The example of Diesel proves that some good ideas can carry with them heavy negative effects, and in some cases, can turn out to be bad ideas. Let’s take the case of electric cars: how can we calculate the real carbon footprint when we don’t know if the electricity has been produced by a coal-fired plant, a natural gas plant or a nuclear power plant? If we satisfy ourselves with simply measuring the car’s own emissions, we can encourage electricity generation systems that emit high levels of CO2 without taxing the vehicles responsible for these emissions. What is the overall carbon footprint of electric cars when taking into account the manufacturing of batteries, their recycling, and the installation of electricity generation and distribution infrastructures for road use?

Other than the fact that it is a gasoline engine, MCE‑5 VCRi has another advantage: it is based on standard mechanics. Hence, the manufacturing and end-of-life recycling of MCE‑5 VCRi concerns mechanical parts that have low CO2 emissions. The CO2 emissions caused by the manufacturing and recycling of a technology are generally well represented by its cost price and the MCE‑5 VCRi engine is not expensive to produce. Indeed, the cost price of an engine for the most part covers the CO2 emitted during manufacturing: the cost price conveys the economic activity attributed to manufacturing and this activity can be converted into CO2 emissions. On this point, it’s worth noting that the global carbon budget of a hybrid is particularly unfavorable.

In future, vehicle CO2 emissions will be calculated from well to tank and from tank to wheel. They will include those generated by the manufacturing, recycling and infrastructures required for these vehicles. This is only normal: the negative consequences of CO2 emissions have no boundaries. Certification cycles should also evolve to more faithfully represent a vehicle’s real emissions during its life cycle. Some strategies that are effective in reducing emissions during the certification driving cycle are much less in real driving conditions. For example, Start & Stop, which is an excellent strategy by the way, strongly reduces consumption during the NEDC (New European Driving Cycle) by eliminating consumption when the vehicle is stopped (the engine is stopped instead of idling). These gains do not necessarily occur during the vehicle’s real life since the effectiveness of Start & Stop really depends on driving conditions (stability and frequency of vehicle stopping), weather conditions (air conditioning and heating only work engine on) or on the real cycle (zero advantage on highways).
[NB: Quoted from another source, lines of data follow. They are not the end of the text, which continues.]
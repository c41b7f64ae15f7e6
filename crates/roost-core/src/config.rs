use std::time::Duration;

use crate::constants::{
    NOTIFICATION_WINDOW, PRESENCE_CANDIDATE_CAP, PRESENCE_POLL_INTERVAL_SECS,
    RECENT_CONVERSATIONS_LIMIT, REQUEST_TIMEOUT_SECS,
};

#[derive(Debug, Clone)]
pub struct CoreConfig {
    /// Base URL of the hosted backend, e.g. `https://db.roost.example`.
    pub backend_url: String,
    /// Public (anon) API key sent with every request.
    pub anon_key: String,
    /// Id of the signed-in user all queries are scoped to.
    pub user_id: String,
    pub notification_window: usize,
    pub presence_poll_interval: Duration,
    pub recent_conversations_limit: usize,
    pub presence_candidate_cap: usize,
    pub request_timeout: Duration,
}

impl CoreConfig {
    pub fn new(
        backend_url: impl Into<String>,
        anon_key: impl Into<String>,
        user_id: impl Into<String>,
    ) -> Self {
        Self {
            backend_url: backend_url.into(),
            anon_key: anon_key.into(),
            user_id: user_id.into(),
            notification_window: NOTIFICATION_WINDOW,
            presence_poll_interval: Duration::from_secs(PRESENCE_POLL_INTERVAL_SECS),
            recent_conversations_limit: RECENT_CONVERSATIONS_LIMIT,
            presence_candidate_cap: PRESENCE_CANDIDATE_CAP,
            request_timeout: Duration::from_secs(REQUEST_TIMEOUT_SECS),
        }
    }

    /// Websocket endpoint of the change feed, derived from the REST base URL.
    pub fn realtime_url(&self) -> String {
        let ws_base = self
            .backend_url
            .replacen("https://", "wss://", 1)
            .replacen("http://", "ws://", 1);
        format!(
            "{}/{}?apikey={}",
            ws_base.trim_end_matches('/'),
            crate::constants::REALTIME_PATH,
            self.anon_key
        )
    }
}
pub mod notification;
pub mod presence;
pub mod profile;

pub use notification::{NotificationEvent, NotificationKind, NotificationPatch, NotificationRow, SubjectRef};
pub use presence::{PresenceRecord, PresenceRow};
pub use profile::{ActorProfile, ProfileRow};
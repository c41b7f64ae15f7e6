use crate::models::{NotificationEvent, NotificationPatch};

/// Client-local window of notification events.
///
/// Pure state, no I/O: the reconciler feeds it from bulk loads and push
/// events, and every invariant (dedupe by id, newest-first order, bounded
/// window, derived unread count) lives here.
pub struct NotificationStore {
    items: Vec<NotificationEvent>,
    cap: usize,
}

impl NotificationStore {
    pub fn new(cap: usize) -> Self {
        Self {
            items: Vec::new(),
            cap,
        }
    }

    pub fn items(&self) -> &[NotificationEvent] {
        &self.items
    }

    pub fn contains(&self, id: &str) -> bool {
        self.items.iter().any(|i| i.id == id)
    }

    /// Unread count is always derived by counting; there is no second
    /// counter to drift from.
    pub fn unread_count(&self) -> usize {
        self.items.iter().filter(|i| !i.is_read).count()
    }

    /// Replace the whole window with a fresh bulk load.
    pub fn replace(&mut self, mut events: Vec<NotificationEvent>) {
        events.sort_by(|a, b| b.created_at.cmp(&a.created_at));
        let mut seen = std::collections::HashSet::new();
        events.retain(|e| seen.insert(e.id.clone()));
        events.truncate(self.cap);
        self.items = events;
    }

    /// Insert one event, keeping order and the window bound. Duplicate
    /// ids leave the list untouched. Returns whether the list changed.
    pub fn insert(&mut self, event: NotificationEvent) -> bool {
        if self.contains(&event.id) {
            return false;
        }
        let pos = self
            .items
            .partition_point(|i| i.created_at > event.created_at);
        if pos >= self.cap {
            // Older than everything the window retains.
            return false;
        }
        self.items.insert(pos, event);
        self.items.truncate(self.cap);
        true
    }

    /// Patch an existing entry in place. An id we have never seen is
    /// discarded; a partial update record never fabricates an entry.
    pub fn apply_patch(&mut self, patch: &NotificationPatch) -> bool {
        let Some(item) = self.items.iter_mut().find(|i| i.id == patch.id) else {
            return false;
        };
        if let Some(is_read) = patch.is_read {
            item.is_read = is_read;
        }
        if let Some(title) = &patch.title {
            item.title = title.clone();
        }
        if let Some(body) = &patch.body {
            item.body = body.clone();
        }
        true
    }

    /// Flip one read flag, returning the prior value so a failed backend
    /// write can revert it.
    pub fn set_read(&mut self, id: &str, is_read: bool) -> Option<bool> {
        let item = self.items.iter_mut().find(|i| i.id == id)?;
        let prior = item.is_read;
        item.is_read = is_read;
        Some(prior)
    }

    /// Flip every unread entry, returning the flipped ids for the
    /// commit/compensate steps.
    pub fn mark_all_read(&mut self) -> Vec<String> {
        let mut flipped = Vec::new();
        for item in self.items.iter_mut().filter(|i| !i.is_read) {
            item.is_read = true;
            flipped.push(item.id.clone());
        }
        flipped
    }

    pub fn clear(&mut self) {
        self.items.clear();
    }
}

#[cfg(test)]
mod tests {
    use super::*;
    use crate::models::{NotificationKind, SubjectRef};

    fn event(id: &str, created_at: u64, is_read: bool) -> NotificationEvent {
        NotificationEvent {
            id: id.to_string(),
            actor_id: None,
            kind: NotificationKind::Follow,
            subject: SubjectRef::None,
            title: String::new(),
            body: String::new(),
            is_read,
            created_at,
            actor: None,
        }
    }

    fn ids(store: &NotificationStore) -> Vec<&str> {
        store.items().iter().map(|i| i.id.as_str()).collect()
    }

    #[test]
    fn test_insert_keeps_newest_first() {
        let mut store = NotificationStore::new(20);
        store.insert(event("b", 200, false));
        store.insert(event("a", 300, false));
        store.insert(event("c", 100, false));
        assert_eq!(ids(&store), vec!["a", "b", "c"]);
    }

    #[test]
    fn test_insert_is_idempotent_by_id() {
        let mut store = NotificationStore::new(20);
        assert!(store.insert(event("a", 300, false)));
        assert!(store.insert(event("b", 200, false)));
        // Same id again, even with a different timestamp, is a no-op.
        assert!(!store.insert(event("a", 999, true)));
        assert_eq!(ids(&store), vec!["a", "b"]);
        assert_eq!(store.items()[0].created_at, 300);
    }

    #[test]
    fn test_window_capping_retains_most_recent() {
        let mut store = NotificationStore::new(3);
        for i in 0..10u64 {
            store.insert(event(&format!("n{i}"), i, false));
        }
        assert_eq!(store.items().len(), 3);
        assert_eq!(ids(&store), vec!["n9", "n8", "n7"]);

        // A late-arriving event older than everything retained is dropped
        // by the cap, not kept at the tail.
        assert!(!store.insert(event("old", 1, false)));
        assert_eq!(ids(&store), vec!["n9", "n8", "n7"]);
    }

    #[test]
    fn test_patch_for_unknown_id_never_fabricates() {
        let mut store = NotificationStore::new(20);
        let patch = NotificationPatch {
            id: "ghost".to_string(),
            is_read: Some(true),
            title: None,
            body: None,
        };
        assert!(!store.apply_patch(&patch));
        assert!(store.items().is_empty());
    }

    #[test]
    fn test_patch_flips_read_state() {
        let mut store = NotificationStore::new(20);
        store.insert(event("a", 100, false));
        let patch = NotificationPatch {
            id: "a".to_string(),
            is_read: Some(true),
            title: None,
            body: None,
        };
        assert!(store.apply_patch(&patch));
        assert_eq!(store.unread_count(), 0);
    }

    #[test]
    fn test_unread_count_is_derived() {
        let mut store = NotificationStore::new(20);
        store.insert(event("a", 300, false));
        store.insert(event("b", 200, true));
        store.insert(event("c", 100, false));
        assert_eq!(store.unread_count(), 2);

        store.set_read("a", true);
        assert_eq!(store.unread_count(), 1);
        store.set_read("a", false);
        assert_eq!(store.unread_count(), 2);
    }

    #[test]
    fn test_set_read_returns_prior_value() {
        let mut store = NotificationStore::new(20);
        store.insert(event("a", 100, false));
        assert_eq!(store.set_read("a", true), Some(false));
        assert_eq!(store.set_read("a", true), Some(true));
        assert_eq!(store.set_read("missing", true), None);
    }

    #[test]
    fn test_mark_all_read_reports_flipped_ids() {
        let mut store = NotificationStore::new(20);
        store.insert(event("a", 300, false));
        store.insert(event("b", 200, true));
        store.insert(event("c", 100, false));

        let mut flipped = store.mark_all_read();
        flipped.sort();
        assert_eq!(flipped, vec!["a", "c"]);
        assert_eq!(store.unread_count(), 0);
        assert!(store.mark_all_read().is_empty());
    }

    #[test]
    fn test_replace_sorts_dedupes_and_caps() {
        let mut store = NotificationStore::new(2);
        store.replace(vec![
            event("a", 100, false),
            event("b", 300, false),
            event("b", 300, false),
            event("c", 200, false),
        ]);
        assert_eq!(ids(&store), vec!["b", "c"]);
    }
}
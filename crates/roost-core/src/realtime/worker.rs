use std::sync::Arc;
use std::time::Duration;

use futures::{SinkExt, StreamExt};
use serde_json::json;
use tokio::sync::mpsc;
use tokio::time::timeout;
use tokio_tungstenite::connect_async;
use tokio_tungstenite::tungstenite::Message;
use tracing::{debug, info, warn};
use uuid::Uuid;

use super::{parse_frame, PushEvent, RealtimeCommand, SubscriptionLifecycle};

/// Websocket loop for the backend change feed.
///
/// Connects, joins the user's notification topic, then forwards parsed
/// insert/update events until the feed terminates or a shutdown command
/// arrives. The handshake is bounded by the request timeout: a stalled
/// connect fails like any other backend error instead of wedging the
/// lifecycle in `Connecting`. The lifecycle always ends back at `Idle`,
/// whatever the exit path.
pub(crate) async fn run(
    url: String,
    user_id: String,
    connect_timeout: Duration,
    lifecycle: Arc<SubscriptionLifecycle>,
    mut command_rx: mpsc::UnboundedReceiver<RealtimeCommand>,
    event_tx: mpsc::UnboundedSender<PushEvent>,
) {
    let mut ws = match timeout(connect_timeout, connect_async(url.as_str())).await {
        Ok(Ok((ws, _response))) => ws,
        Ok(Err(err)) => {
            warn!(error = %err, "change feed connect failed");
            lifecycle.reset();
            return;
        }
        Err(_) => {
            warn!("change feed connect timed out");
            lifecycle.reset();
            return;
        }
    };

    let join = json!({
        "action": "subscribe",
        "topic": format!("notifications:{user_id}"),
        "ref": Uuid::new_v4().to_string(),
    });
    match timeout(connect_timeout, ws.send(Message::Text(join.to_string()))).await {
        Ok(Ok(())) => {}
        Ok(Err(err)) => {
            warn!(error = %err, "change feed subscribe failed");
            lifecycle.reset();
            return;
        }
        Err(_) => {
            warn!("change feed subscribe timed out");
            lifecycle.reset();
            return;
        }
    }

    lifecycle.mark_connected();
    info!(user_id, "change feed connected");

    loop {
        tokio::select! {
            command = command_rx.recv() => {
                // A dropped handle counts as shutdown too.
                match command {
                    Some(RealtimeCommand::Shutdown) | None => {
                        lifecycle.begin_close();
                        let _ = ws.close(None).await;
                        break;
                    }
                }
            }
            frame = ws.next() => {
                match frame {
                    Some(Ok(Message::Text(text))) => match parse_frame(&text) {
                        Ok(event) => {
                            if event_tx.send(event).is_err() {
                                debug!("event receiver gone, closing feed");
                                lifecycle.begin_close();
                                let _ = ws.close(None).await;
                                break;
                            }
                        }
                        Err(err) => warn!(error = %err, "discarding malformed change frame"),
                    },
                    Some(Ok(Message::Close(_))) | None => {
                        warn!("change feed terminated by backend");
                        break;
                    }
                    Some(Ok(_)) => {} // ping/pong/binary
                    Some(Err(err)) => {
                        warn!(error = %err, "change feed stream error");
                        break;
                    }
                }
            }
        }
    }

    lifecycle.reset();
}
use std::collections::{HashMap, HashSet};
use std::sync::Arc;

use parking_lot::Mutex;
use tracing::warn;

use crate::backend::BackendClient;
use crate::error::CoreError;
use crate::models::{ActorProfile, NotificationEvent, NotificationPatch, NotificationRow};
use crate::optimistic::commit_or_compensate;
use crate::store::NotificationStore;

/// Presents a single, deduplicated, correctly ordered view of the
/// notification window, regardless of whether events arrive via the
/// initial bulk fetch, a re-fetch, or the realtime push feed.
pub struct NotificationReconciler {
    backend: Arc<dyn BackendClient>,
    user_id: String,
    window: usize,
    store: Mutex<NotificationStore>,
}

impl NotificationReconciler {
    pub fn new(backend: Arc<dyn BackendClient>, user_id: impl Into<String>, window: usize) -> Self {
        Self {
            backend,
            user_id: user_id.into(),
            window,
            store: Mutex::new(NotificationStore::new(window)),
        }
    }

    pub fn notifications(&self) -> Vec<NotificationEvent> {
        self.store.lock().items().to_vec()
    }

    pub fn unread_count(&self) -> usize {
        self.store.lock().unread_count()
    }

    /// Fetch the most recent window from the backend and replace local
    /// state with it. On failure the prior state is left untouched:
    /// stale-but-consistent beats empty-but-broken.
    pub async fn load_initial(&self) -> Result<(), CoreError> {
        let rows = self
            .backend
            .recent_notifications(&self.user_id, self.window)
            .await?;

        let mut events = Vec::with_capacity(rows.len());
        for row in rows {
            match row.into_event() {
                Ok(event) => events.push(event),
                Err(err) => warn!(error = %err, "discarding malformed notification row"),
            }
        }

        let profiles = self.bulk_profiles(&events).await;
        for event in &mut events {
            if let Some(actor_id) = &event.actor_id {
                event.actor = Some(
                    profiles
                        .get(actor_id)
                        .cloned()
                        .unwrap_or_else(|| ActorProfile::unknown(actor_id)),
                );
            }
        }

        self.store.lock().replace(events);
        Ok(())
    }

    /// One batched profile lookup for the distinct actors of a bulk
    /// load. A failed batch degrades every actor to the placeholder
    /// rather than blocking the load.
    async fn bulk_profiles(&self, events: &[NotificationEvent]) -> HashMap<String, ActorProfile> {
        let actor_ids: Vec<String> = events
            .iter()
            .filter_map(|e| e.actor_id.clone())
            .collect::<HashSet<_>>()
            .into_iter()
            .collect();
        if actor_ids.is_empty() {
            return HashMap::new();
        }
        match self.backend.profiles(&actor_ids).await {
            Ok(rows) => rows
                .into_iter()
                .map(|row| (row.user_id.clone(), ActorProfile::from(row)))
                .collect(),
            Err(err) => {
                warn!(error = %err, "actor profile batch failed, using placeholders");
                HashMap::new()
            }
        }
    }

    /// Handle a push-delivered insert. Enrichment happens before the
    /// store is touched so an unenriched entry is never visible, and the
    /// insert is skipped when the id is already present (the push and a
    /// concurrent bulk reload may both deliver the same event).
    ///
    /// Returns the inserted event, or `None` when the row was malformed
    /// or a duplicate.
    pub async fn on_push_insert(&self, row: NotificationRow) -> Option<NotificationEvent> {
        let mut event = match row.into_event() {
            Ok(event) => event,
            Err(err) => {
                warn!(error = %err, "discarding malformed push insert");
                return None;
            }
        };

        if self.store.lock().contains(&event.id) {
            return None;
        }

        if let Some(actor_id) = event.actor_id.clone() {
            event.actor = Some(match self.backend.actor_profile(&actor_id).await {
                Ok(Some(profile)) => profile,
                Ok(None) => ActorProfile::unknown(&actor_id),
                Err(err) => {
                    warn!(error = %err, actor_id, "actor enrichment failed");
                    ActorProfile::unknown(&actor_id)
                }
            });
        }

        if self.store.lock().insert(event.clone()) {
            Some(event)
        } else {
            None
        }
    }

    /// Handle a push-delivered update. An id we have never seen is a
    /// no-op; a partial record never fabricates an entry.
    pub fn on_push_update(&self, patch: &NotificationPatch) -> bool {
        self.store.lock().apply_patch(patch)
    }

    /// Drop the local window, e.g. when the session ends. The next
    /// sign-in starts from a fresh `load_initial`.
    pub fn clear(&self) {
        self.store.lock().clear();
    }

    /// Optimistically mark one notification read, then confirm with the
    /// backend; a failed write reverts the local flip.
    pub async fn mark_read(&self, id: &str) -> Result<(), CoreError> {
        let prior = {
            let mut store = self.store.lock();
            match store.set_read(id, true) {
                // Unknown id or already read: nothing to write.
                None => return Ok(()),
                Some(true) => return Ok(()),
                Some(false) => false,
            }
        };

        commit_or_compensate(
            prior,
            self.backend.set_notification_read(id, true),
            |prior| async move {
                self.store.lock().set_read(id, prior);
            },
        )
        .await
    }

    /// Optimistically mark everything read, then confirm with one bulk
    /// write. On failure we reload from the source of truth instead of
    /// attempting per-item rollback; the brief inconsistency window is
    /// accepted by design.
    pub async fn mark_all_read(&self) -> Result<(), CoreError> {
        let flipped = self.store.lock().mark_all_read();
        if flipped.is_empty() {
            return Ok(());
        }

        commit_or_compensate(
            (),
            self.backend.mark_all_notifications_read(&self.user_id),
            |_| async {
                if let Err(err) = self.load_initial().await {
                    warn!(error = %err, "reload after failed bulk write also failed");
                }
            },
        )
        .await
    }
}

#[cfg(test)]
mod tests {
    use super::*;
    use crate::backend::mock::{follow_row, profile_row, MockBackend};
    use crate::constants::UNKNOWN_ACTOR_NAME;
    use std::sync::atomic::Ordering;

    fn reconciler(backend: Arc<MockBackend>) -> NotificationReconciler {
        NotificationReconciler::new(backend, "me", 20)
    }

    fn ids(r: &NotificationReconciler) -> Vec<String> {
        r.notifications().into_iter().map(|e| e.id).collect()
    }

    #[tokio::test]
    async fn test_load_initial_enriches_actors() {
        let backend = Arc::new(MockBackend::new());
        backend.notifications.lock().push(follow_row("a", "u2", 100, false));
        backend
            .profiles
            .lock()
            .insert("u2".to_string(), profile_row("u2", "Dana"));

        let r = reconciler(backend);
        r.load_initial().await.unwrap();

        let items = r.notifications();
        assert_eq!(items.len(), 1);
        assert_eq!(items[0].actor.as_ref().unwrap().display_name, "Dana");
    }

    #[tokio::test]
    async fn test_load_initial_failure_leaves_state_untouched() {
        let backend = Arc::new(MockBackend::new());
        backend.notifications.lock().push(follow_row("a", "u2", 100, false));

        let r = reconciler(backend.clone());
        r.load_initial().await.unwrap();
        assert_eq!(ids(&r), vec!["a"]);

        backend.fail_loads.store(true, Ordering::SeqCst);
        backend.notifications.lock().push(follow_row("b", "u3", 200, false));
        assert!(r.load_initial().await.is_err());

        // Prior window survives the failed reload.
        assert_eq!(ids(&r), vec!["a"]);
    }

    #[tokio::test]
    async fn test_push_insert_is_idempotent() {
        let backend = Arc::new(MockBackend::new());
        let r = reconciler(backend);

        assert!(r.on_push_insert(follow_row("a", "u2", 100, false)).await.is_some());
        assert!(r.on_push_insert(follow_row("a", "u2", 100, false)).await.is_none());
        assert_eq!(r.notifications().len(), 1);
    }

    #[tokio::test]
    async fn test_push_insert_unknown_actor_gets_placeholder() {
        let backend = Arc::new(MockBackend::new());
        let r = reconciler(backend);

        let event = r
            .on_push_insert(follow_row("a", "stranger", 100, false))
            .await
            .unwrap();
        assert_eq!(
            event.actor.unwrap().display_name,
            UNKNOWN_ACTOR_NAME
        );
    }

    #[tokio::test]
    async fn test_push_update_before_insert_is_noop() {
        let backend = Arc::new(MockBackend::new());
        let r = reconciler(backend);

        let patch = NotificationPatch {
            id: "ghost".to_string(),
            is_read: Some(true),
            title: None,
            body: None,
        };
        assert!(!r.on_push_update(&patch));
        assert!(r.notifications().is_empty());
    }

    #[tokio::test]
    async fn test_mark_read_rolls_back_on_failed_write() {
        let backend = Arc::new(MockBackend::new());
        backend.fail_set_read.store(true, Ordering::SeqCst);
        let r = reconciler(backend);
        r.on_push_insert(follow_row("a", "u2", 100, false)).await;

        assert!(r.mark_read("a").await.is_err());
        assert!(!r.notifications()[0].is_read);
        assert_eq!(r.unread_count(), 1);
    }

    #[tokio::test]
    async fn test_mark_read_already_read_skips_backend_write() {
        let backend = Arc::new(MockBackend::new());
        let r = reconciler(backend.clone());
        r.on_push_insert(follow_row("a", "u2", 100, true)).await;

        r.mark_read("a").await.unwrap();
        assert!(backend.set_read_calls.lock().is_empty());
    }

    #[tokio::test]
    async fn test_mark_all_read_failure_reloads_from_source_of_truth() {
        let backend = Arc::new(MockBackend::new());
        backend.notifications.lock().push(follow_row("a", "u2", 200, false));
        backend.notifications.lock().push(follow_row("b", "u2", 100, true));
        backend.fail_bulk_read.store(true, Ordering::SeqCst);

        let r = reconciler(backend.clone());
        r.load_initial().await.unwrap();
        assert_eq!(r.unread_count(), 1);

        assert!(r.mark_all_read().await.is_err());

        // Fallback reloaded the backend's view: "a" is still unread there.
        assert_eq!(r.unread_count(), 1);
        assert!(!r.notifications().iter().find(|e| e.id == "a").unwrap().is_read);
    }

    #[tokio::test]
    async fn test_clear_drops_local_window() {
        let backend = Arc::new(MockBackend::new());
        let r = reconciler(backend);
        r.on_push_insert(follow_row("a", "u2", 100, false)).await;
        r.on_push_insert(follow_row("b", "u3", 200, false)).await;
        assert_eq!(r.unread_count(), 2);

        r.clear();
        assert!(r.notifications().is_empty());
        assert_eq!(r.unread_count(), 0);
    }

    /// Full bell flow: three unread loaded, one pushed, then mark-all-read.
    #[tokio::test]
    async fn test_bell_scenario_end_to_end() {
        let backend = Arc::new(MockBackend::new());
        backend.notifications.lock().extend([
            follow_row("A", "u2", 300, false),
            follow_row("B", "u3", 200, false),
            follow_row("C", "u4", 100, false),
        ]);

        let r = reconciler(backend.clone());
        r.load_initial().await.unwrap();
        assert_eq!(r.unread_count(), 3);

        r.on_push_insert(follow_row("D", "u5", 400, false)).await;
        assert_eq!(ids(&r), vec!["D", "A", "B", "C"]);
        assert_eq!(r.unread_count(), 4);

        r.mark_all_read().await.unwrap();
        assert_eq!(r.unread_count(), 0);
        assert_eq!(ids(&r), vec!["D", "A", "B", "C"]);
        assert!(r.notifications().iter().all(|e| e.is_read));
        assert_eq!(backend.bulk_read_calls.load(Ordering::SeqCst), 1);
    }
}
use std::sync::Arc;

use tracing::debug;

use crate::backend::BackendClient;
use crate::error::{CoreError, RemoveFollowerOutcome};

/// Follow-graph writes that need more than one backend call.
pub struct SocialGraph {
    backend: Arc<dyn BackendClient>,
    user_id: String,
}

impl SocialGraph {
    pub fn new(backend: Arc<dyn BackendClient>, user_id: impl Into<String>) -> Self {
        Self {
            backend,
            user_id: user_id.into(),
        }
    }

    /// Remove a follower: insert a block row, then attempt to delete the
    /// other party's follow row. The delete is expected to be denied by
    /// the backend's authorization layer for non-privileged users; that
    /// denial is a named success path (defense-in-depth), while any
    /// other failure of the second step propagates.
    pub async fn remove_follower(
        &self,
        follower_id: &str,
    ) -> Result<RemoveFollowerOutcome, CoreError> {
        self.backend.insert_block(&self.user_id, follower_id).await?;

        match self.backend.delete_follow(follower_id, &self.user_id).await {
            Ok(()) => Ok(RemoveFollowerOutcome::FullyRemoved),
            Err(CoreError::Denied(reason)) => {
                debug!(follower_id, reason, "follow-row delete denied as expected");
                Ok(RemoveFollowerOutcome::SecondStepDenied)
            }
            Err(other) => Err(other),
        }
    }
}

#[cfg(test)]
mod tests {
    use super::*;
    use crate::backend::mock::MockBackend;
    use std::sync::atomic::Ordering;

    #[tokio::test]
    async fn test_remove_follower_full_path() {
        let backend = Arc::new(MockBackend::new());
        let graph = SocialGraph::new(backend.clone(), "me");

        let outcome = graph.remove_follower("u2").await.unwrap();
        assert_eq!(outcome, RemoveFollowerOutcome::FullyRemoved);
        assert_eq!(
            backend.blocks_inserted.lock().as_slice(),
            &[("me".to_string(), "u2".to_string())]
        );
        assert_eq!(
            backend.follows_deleted.lock().as_slice(),
            &[("u2".to_string(), "me".to_string())]
        );
    }

    #[tokio::test]
    async fn test_expected_denial_of_second_step_is_success() {
        let backend = Arc::new(MockBackend::new());
        backend.deny_delete_follow.store(true, Ordering::SeqCst);
        let graph = SocialGraph::new(backend.clone(), "me");

        let outcome = graph.remove_follower("u2").await.unwrap();
        assert_eq!(outcome, RemoveFollowerOutcome::SecondStepDenied);
        // The block row still landed.
        assert_eq!(backend.blocks_inserted.lock().len(), 1);
    }
}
Hence, though Start & Stop puts forward an 8% saving on fuel consumption on the NEDC, we would unfortunately not achieve an 8% reduction in effective CO2 emissions by equipping 100% of European cars with Start & Stop: this strategy only works if vehicles are stopped often enough.

Unlike this approach, MCE‑5 VCRi constantly delivers its advantages, or almost. The only operating points at which MCE5 VCRi does not add anything are those where its compression ratio is identical to fixed compression ratio engines, and these points are rare. However, the main objectives of MCE‑5 VCRi remain downsizing and downspeeding, and these strategies provide an almost constant advantage.

In conclusion, the MCE‑5 VCRi offers a significant decrease in vehicle CO2 emissions per km, with low CO2 emission levels during its manufacturing and end-of-life recycling. MCE‑5 VCRi also offers extra energy efficiency in a context where current technologies and strategies are progressively reaching their limits.

Thanks to its moderate cost price, the MCE‑5 VCRi is intended for the mass market with its key signature of reducing the average fuel consumption of new cars. MCE‑5 VCRi pollutant aftertreatment is performed with a simple 3-way catalytic converter, which is both economical and effective. MCE‑5 VCRi’s efficiency remains high regardless of the vehicle driving cycle. A last point: MCE‑5 VCRi could be mass produced as of 2016-2017 and reach high production volumes by 2020-2025. It is then that the most ambitious reduction objectives for automobile CO2 emissions are to be reached.